Kob populations have been reduced by hunting and human development. The Ugandan kob (Kobus kob thomasi) became extinct in southwestern Kenya and northwestern Tanzania due to the expansion of human settlements and agriculture. However, there are sizeable populations of this subspecies in Murchison Falls and Queen Elizabeth National Park in Uganda and Garamba and Virunga National Park in the Democratic Republic of the Congo.

Buffon's kob (Kobus kob kob) is protected in several parks, including Niokolo-Koba in Senegal, Comoé in Côte d'Ivoire, Arly-Singou in Burkina Faso, Mole and Bui in Ghana, Pendjari in Benin, Waza, Bénoué and Faro National Parks of the North Province of Cameroon, Zakouma in Chad, and Manovo-Gounda-St.

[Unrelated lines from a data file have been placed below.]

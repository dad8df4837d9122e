pub mod address;
pub mod cart;
pub mod catalog;
pub mod config;
pub mod database_validator;
pub mod dealer;
pub mod dialog_engine;
pub mod order;
pub mod product;
pub mod slot_parser;
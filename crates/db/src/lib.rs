use std::{str::FromStr, time::Duration};

use sqlx::{
    SqlitePool,
    sqlite::{SqliteConnectOptions, SqliteJournalMode, SqlitePoolOptions},
};
use tracing::info;

pub mod models;
pub mod money;

#[derive(Clone)]
pub struct DBService {
    pub pool: SqlitePool,
}

impl DBService {
    /// Open (creating if needed) the database at `database_url` and apply pending migrations.
    pub async fn new(database_url: &str) -> Result<Self, sqlx::Error> {
        let options = SqliteConnectOptions::from_str(database_url)?
            .create_if_missing(true)
            .foreign_keys(true)
            .journal_mode(SqliteJournalMode::Wal)
            .busy_timeout(Duration::from_secs(5));

        let pool = SqlitePoolOptions::new()
            .max_connections(10)
            .connect_with(options)
            .await?;

        sqlx::migrate!("./migrations").run(&pool).await?;
        info!(database_url = %database_url, "Database ready");

        Ok(Self { pool })
    }

    /// Single-connection in-memory database with the schema applied. Every
    /// connection to `sqlite::memory:` is its own database, so the pool must
    /// never open a second one or drop the first.
    pub async fn new_in_memory() -> Result<Self, sqlx::Error> {
        let options = SqliteConnectOptions::from_str("sqlite::memory:")?.foreign_keys(true);

        let pool = SqlitePoolOptions::new()
            .max_connections(1)
            .min_connections(1)
            .idle_timeout(None)
            .max_lifetime(None)
            .connect_with(options)
            .await?;

        sqlx::migrate!("./migrations").run(&pool).await?;

        Ok(Self { pool })
    }
}
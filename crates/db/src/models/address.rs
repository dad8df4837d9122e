use chrono::{DateTime, Utc};
use serde::{Deserialize, Serialize};
use sqlx::{Executor, FromRow, Sqlite, SqlitePool};
use ts_rs::TS;
use uuid::Uuid;

/// A delivery address in a user's address book
#[derive(Debug, Clone, FromRow, Serialize, Deserialize, TS)]
pub struct Address {
    pub id: Uuid,
    pub user_id: String,
    pub receiver: String,
    pub phone: String,
    pub province: String,
    pub city: String,
    pub district: String,
    pub detail: String,
    pub is_default: bool,
    pub tag: Option<String>,
    pub created_at: DateTime<Utc>,
    pub updated_at: DateTime<Utc>,
}

impl Address {
    pub fn full_address(&self) -> String {
        format!(
            "{}{}{}{}",
            self.province, self.city, self.district, self.detail
        )
    }
}

#[derive(Debug, Clone, Serialize, Deserialize, TS)]
pub struct CreateAddress {
    pub receiver: String,
    pub phone: String,
    pub province: String,
    pub city: String,
    pub district: String,
    pub detail: String,
    pub is_default: Option<bool>,
    pub tag: Option<String>,
}

#[derive(Debug, Clone, Default, Serialize, Deserialize, TS)]
pub struct UpdateAddress {
    pub receiver: Option<String>,
    pub phone: Option<String>,
    pub province: Option<String>,
    pub city: Option<String>,
    pub district: Option<String>,
    pub detail: Option<String>,
    pub is_default: Option<bool>,
    pub tag: Option<String>,
}

const ADDRESS_COLUMNS: &str = "id, user_id, receiver, phone, province, city, district, detail, \
     is_default, tag, created_at, updated_at";

impl Address {
    /// Default address first, then newest first
    pub async fn find_by_user(pool: &SqlitePool, user_id: &str) -> Result<Vec<Self>, sqlx::Error> {
        sqlx::query_as::<_, Address>(&format!(
            r#"SELECT {ADDRESS_COLUMNS}
               FROM addresses
               WHERE user_id = $1
               ORDER BY is_default DESC, created_at DESC, rowid DESC"#
        ))
        .bind(user_id)
        .fetch_all(pool)
        .await
    }

    pub async fn find_by_id(pool: &SqlitePool, id: Uuid) -> Result<Option<Self>, sqlx::Error> {
        sqlx::query_as::<_, Address>(&format!(
            "SELECT {ADDRESS_COLUMNS} FROM addresses WHERE id = $1"
        ))
        .bind(id)
        .fetch_optional(pool)
        .await
    }

    pub async fn find_default(
        pool: &SqlitePool,
        user_id: &str,
    ) -> Result<Option<Self>, sqlx::Error> {
        sqlx::query_as::<_, Address>(&format!(
            r#"SELECT {ADDRESS_COLUMNS}
               FROM addresses
               WHERE user_id = $1 AND is_default = 1
               LIMIT 1"#
        ))
        .bind(user_id)
        .fetch_optional(pool)
        .await
    }

    /// Newest address of the user other than `exclude_id`
    pub async fn find_newest_excluding<'e, E>(
        executor: E,
        user_id: &str,
        exclude_id: Uuid,
    ) -> Result<Option<Self>, sqlx::Error>
    where
        E: Executor<'e, Database = Sqlite>,
    {
        sqlx::query_as::<_, Address>(&format!(
            r#"SELECT {ADDRESS_COLUMNS}
               FROM addresses
               WHERE user_id = $1 AND id != $2
               ORDER BY created_at DESC, rowid DESC
               LIMIT 1"#
        ))
        .bind(user_id)
        .bind(exclude_id)
        .fetch_optional(executor)
        .await
    }

    pub async fn count_for_user<'e, E>(executor: E, user_id: &str) -> Result<i64, sqlx::Error>
    where
        E: Executor<'e, Database = Sqlite>,
    {
        sqlx::query_scalar::<_, i64>("SELECT COUNT(*) FROM addresses WHERE user_id = $1")
            .bind(user_id)
            .fetch_one(executor)
            .await
    }

    pub async fn create<'e, E>(
        executor: E,
        id: Uuid,
        user_id: &str,
        data: &CreateAddress,
        is_default: bool,
    ) -> Result<Self, sqlx::Error>
    where
        E: Executor<'e, Database = Sqlite>,
    {
        sqlx::query_as::<_, Address>(&format!(
            r#"INSERT INTO addresses (id, user_id, receiver, phone, province, city, district,
                                      detail, is_default, tag)
               VALUES ($1, $2, $3, $4, $5, $6, $7, $8, $9, $10)
               RETURNING {ADDRESS_COLUMNS}"#
        ))
        .bind(id)
        .bind(user_id)
        .bind(&data.receiver)
        .bind(&data.phone)
        .bind(&data.province)
        .bind(&data.city)
        .bind(&data.district)
        .bind(&data.detail)
        .bind(is_default)
        .bind(&data.tag)
        .fetch_one(executor)
        .await
    }

    /// Persist every mutable field of `self`
    pub async fn save<'e, E>(&self, executor: E) -> Result<Self, sqlx::Error>
    where
        E: Executor<'e, Database = Sqlite>,
    {
        sqlx::query_as::<_, Address>(&format!(
            r#"UPDATE addresses
               SET receiver = $2,
                   phone = $3,
                   province = $4,
                   city = $5,
                   district = $6,
                   detail = $7,
                   is_default = $8,
                   tag = $9,
                   updated_at = datetime('now', 'subsec')
               WHERE id = $1
               RETURNING {ADDRESS_COLUMNS}"#
        ))
        .bind(self.id)
        .bind(&self.receiver)
        .bind(&self.phone)
        .bind(&self.province)
        .bind(&self.city)
        .bind(&self.district)
        .bind(&self.detail)
        .bind(self.is_default)
        .bind(&self.tag)
        .fetch_one(executor)
        .await
    }

    pub async fn clear_default<'e, E>(executor: E, user_id: &str) -> Result<u64, sqlx::Error>
    where
        E: Executor<'e, Database = Sqlite>,
    {
        let result = sqlx::query(
            r#"UPDATE addresses
               SET is_default = 0,
                   updated_at = datetime('now', 'subsec')
               WHERE user_id = $1 AND is_default = 1"#,
        )
        .bind(user_id)
        .execute(executor)
        .await?;
        Ok(result.rows_affected())
    }

    pub async fn set_default_flag<'e, E>(
        executor: E,
        id: Uuid,
        is_default: bool,
    ) -> Result<(), sqlx::Error>
    where
        E: Executor<'e, Database = Sqlite>,
    {
        sqlx::query(
            r#"UPDATE addresses
               SET is_default = $2,
                   updated_at = datetime('now', 'subsec')
               WHERE id = $1"#,
        )
        .bind(id)
        .bind(is_default)
        .execute(executor)
        .await?;
        Ok(())
    }

    /// Whether any order was placed to this address
    pub async fn is_used_by_order<'e, E>(executor: E, id: Uuid) -> Result<bool, sqlx::Error>
    where
        E: Executor<'e, Database = Sqlite>,
    {
        sqlx::query_scalar::<_, bool>(
            "SELECT EXISTS(SELECT 1 FROM orders WHERE address_id = $1)",
        )
        .bind(id)
        .fetch_one(executor)
        .await
    }

    pub async fn delete<'e, E>(executor: E, id: Uuid) -> Result<u64, sqlx::Error>
    where
        E: Executor<'e, Database = Sqlite>,
    {
        let result = sqlx::query("DELETE FROM addresses WHERE id = $1")
            .bind(id)
            .execute(executor)
            .await?;
        Ok(result.rows_affected())
    }
}
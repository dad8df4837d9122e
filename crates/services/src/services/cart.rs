//! Shopping cart. One line per (user, product); re-adding a product merges
//! into the existing line.

use db::models::{
    cart::{AddToCart, CartItem, CartItemWithProduct},
    product::Product,
};
use serde::{Deserialize, Serialize};
use sqlx::SqlitePool;
use thiserror::Error;
use tracing::info;
use ts_rs::TS;
use uuid::Uuid;

#[derive(Debug, Error)]
pub enum CartError {
    #[error("database error: {0}")]
    Database(#[from] sqlx::Error),
    #[error("product not found: {0}")]
    ProductNotFound(String),
    #[error("cart item not found")]
    NotFound,
    #[error("invalid cart request: {0}")]
    Validation(String),
}

#[derive(Debug, Clone, Serialize, Deserialize, TS)]
pub struct UpdateCartItem {
    pub quantity: i64,
}

fn check_quantity(quantity: i64) -> Result<i64, CartError> {
    if quantity < 1 {
        return Err(CartError::Validation(
            "quantity must be at least 1".to_string(),
        ));
    }
    Ok(quantity)
}

pub struct CartService;

impl CartService {
    pub async fn list(
        pool: &SqlitePool,
        user_id: &str,
    ) -> Result<Vec<CartItemWithProduct>, CartError> {
        Ok(CartItem::find_by_user_with_product(pool, user_id).await?)
    }

    /// Add a product. If the user already has a line for it, the quantity is
    /// added to that line and the selected attributes are kept from the
    /// first add.
    pub async fn add(
        pool: &SqlitePool,
        user_id: &str,
        payload: &AddToCart,
    ) -> Result<CartItem, CartError> {
        let quantity = check_quantity(payload.quantity.unwrap_or(1))?;

        if Product::find_by_code(pool, &payload.product_code)
            .await?
            .is_none()
        {
            return Err(CartError::ProductNotFound(payload.product_code.clone()));
        }

        if let Some(existing) =
            CartItem::find_by_user_and_product(pool, user_id, &payload.product_code).await?
        {
            let merged = existing.quantity.checked_add(quantity).ok_or_else(|| {
                CartError::Validation("quantity out of range".to_string())
            })?;
            let item = CartItem::update_quantity(pool, existing.id, merged).await?;
            info!(
                user_id = %user_id,
                product_code = %payload.product_code,
                quantity = merged,
                "Merged cart line"
            );
            return Ok(item);
        }

        let item = CartItem::create(
            pool,
            Uuid::new_v4(),
            user_id,
            &payload.product_code,
            quantity,
            &payload.attributes.clone().unwrap_or_default(),
        )
        .await?;
        info!(
            user_id = %user_id,
            product_code = %payload.product_code,
            quantity,
            "Added cart line"
        );
        Ok(item)
    }

    pub async fn update_quantity(
        pool: &SqlitePool,
        user_id: &str,
        item_id: Uuid,
        quantity: i64,
    ) -> Result<CartItem, CartError> {
        let quantity = check_quantity(quantity)?;
        Self::owned_item(pool, user_id, item_id).await?;
        Ok(CartItem::update_quantity(pool, item_id, quantity).await?)
    }

    pub async fn remove_item(
        pool: &SqlitePool,
        user_id: &str,
        item_id: Uuid,
    ) -> Result<(), CartError> {
        Self::owned_item(pool, user_id, item_id).await?;
        CartItem::delete(pool, item_id).await?;
        Ok(())
    }

    /// Returns the number of lines removed
    pub async fn clear(pool: &SqlitePool, user_id: &str) -> Result<u64, CartError> {
        let removed = CartItem::delete_all_for_user(pool, user_id).await?;
        info!(user_id = %user_id, removed, "Cleared cart");
        Ok(removed)
    }

    /// Lines of other users are reported as not found.
    async fn owned_item(
        pool: &SqlitePool,
        user_id: &str,
        item_id: Uuid,
    ) -> Result<CartItem, CartError> {
        CartItem::find_by_id(pool, item_id)
            .await?
            .filter(|item| item.user_id == user_id)
            .ok_or(CartError::NotFound)
    }
}

#[cfg(test)]
mod tests {
    use std::str::FromStr;

    use db::{
        DBService,
        models::{cart::SelectedAttributes, product::CreateProduct},
    };
    use rust_decimal::Decimal;

    use super::*;

    async fn setup() -> DBService {
        let db = DBService::new_in_memory().await.unwrap();
        Product::create(
            &db.pool,
            &CreateProduct {
                code: "PIPE-001".to_string(),
                name: "联塑 PVC-U给水管 dn110".to_string(),
                specification: Some("dn110".to_string()),
                price: Decimal::from_str("158.00").unwrap(),
                ..Default::default()
            },
        )
        .await
        .unwrap();
        db
    }

    fn add(quantity: Option<i64>) -> AddToCart {
        AddToCart {
            product_code: "PIPE-001".to_string(),
            quantity,
            attributes: Some(SelectedAttributes {
                color: Some("白色".to_string()),
                length: None,
            }),
        }
    }

    #[tokio::test]
    async fn test_add_merges_into_existing_line() {
        let db = setup().await;

        let first = CartService::add(&db.pool, "u1", &add(None)).await.unwrap();
        assert_eq!(first.quantity, 1);
        let merged = CartService::add(&db.pool, "u1", &add(Some(3))).await.unwrap();
        assert_eq!(merged.id, first.id);
        assert_eq!(merged.quantity, 4);

        let lines = CartService::list(&db.pool, "u1").await.unwrap();
        assert_eq!(lines.len(), 1);
        assert_eq!(lines[0].product_name, "联塑 PVC-U给水管 dn110");
        assert_eq!(lines[0].parsed_attrs().color.as_deref(), Some("白色"));
    }

    #[tokio::test]
    async fn test_add_rejects_unknown_product_and_bad_quantity() {
        let db = setup().await;

        let mut payload = add(Some(1));
        payload.product_code = "NOPE".to_string();
        assert!(matches!(
            CartService::add(&db.pool, "u1", &payload).await,
            Err(CartError::ProductNotFound(_))
        ));
        assert!(matches!(
            CartService::add(&db.pool, "u1", &add(Some(0))).await,
            Err(CartError::Validation(_))
        ));
    }

    #[tokio::test]
    async fn test_merge_past_quantity_range_is_rejected() {
        let db = setup().await;
        let item = CartService::add(&db.pool, "u1", &add(Some(1))).await.unwrap();
        CartService::update_quantity(&db.pool, "u1", item.id, i64::MAX)
            .await
            .unwrap();

        assert!(matches!(
            CartService::add(&db.pool, "u1", &add(Some(1))).await,
            Err(CartError::Validation(_))
        ));
        let lines = CartService::list(&db.pool, "u1").await.unwrap();
        assert_eq!(lines[0].quantity, i64::MAX);
    }

    #[tokio::test]
    async fn test_update_and_remove_are_scoped_to_owner() {
        let db = setup().await;
        let item = CartService::add(&db.pool, "u1", &add(Some(2))).await.unwrap();

        assert!(matches!(
            CartService::update_quantity(&db.pool, "u2", item.id, 5).await,
            Err(CartError::NotFound)
        ));
        let updated = CartService::update_quantity(&db.pool, "u1", item.id, 5)
            .await
            .unwrap();
        assert_eq!(updated.quantity, 5);

        assert!(matches!(
            CartService::remove_item(&db.pool, "u2", item.id).await,
            Err(CartError::NotFound)
        ));
        CartService::remove_item(&db.pool, "u1", item.id).await.unwrap();
        assert!(CartService::list(&db.pool, "u1").await.unwrap().is_empty());
    }

    #[tokio::test]
    async fn test_clear() {
        let db = setup().await;
        CartService::add(&db.pool, "u1", &add(Some(2))).await.unwrap();
        CartService::add(&db.pool, "u2", &add(Some(2))).await.unwrap();

        assert_eq!(CartService::clear(&db.pool, "u1").await.unwrap(), 1);
        assert_eq!(CartItem::count_for_user(&db.pool, "u2").await.unwrap(), 1);
    }
}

Floris and Dzanga Sangha Forest Reserve in the Central African Republic.

Once feared almost extinct because of the Second Sudanese Civil War (1983–2005), surveys in 2007 and later confirmed that several hundred thousand white-eared kobs (Kobus kob leucotis) survived. Together with tiang and Mongalla gazelles, they participate in one of the largest mammal migrations on Earth, numbering about 1.2 million individuals in total. The white-eared kob is protected in Boma National Park and Bandingilo National Park in South Sudan, and Gambella National Park in Ethiopia.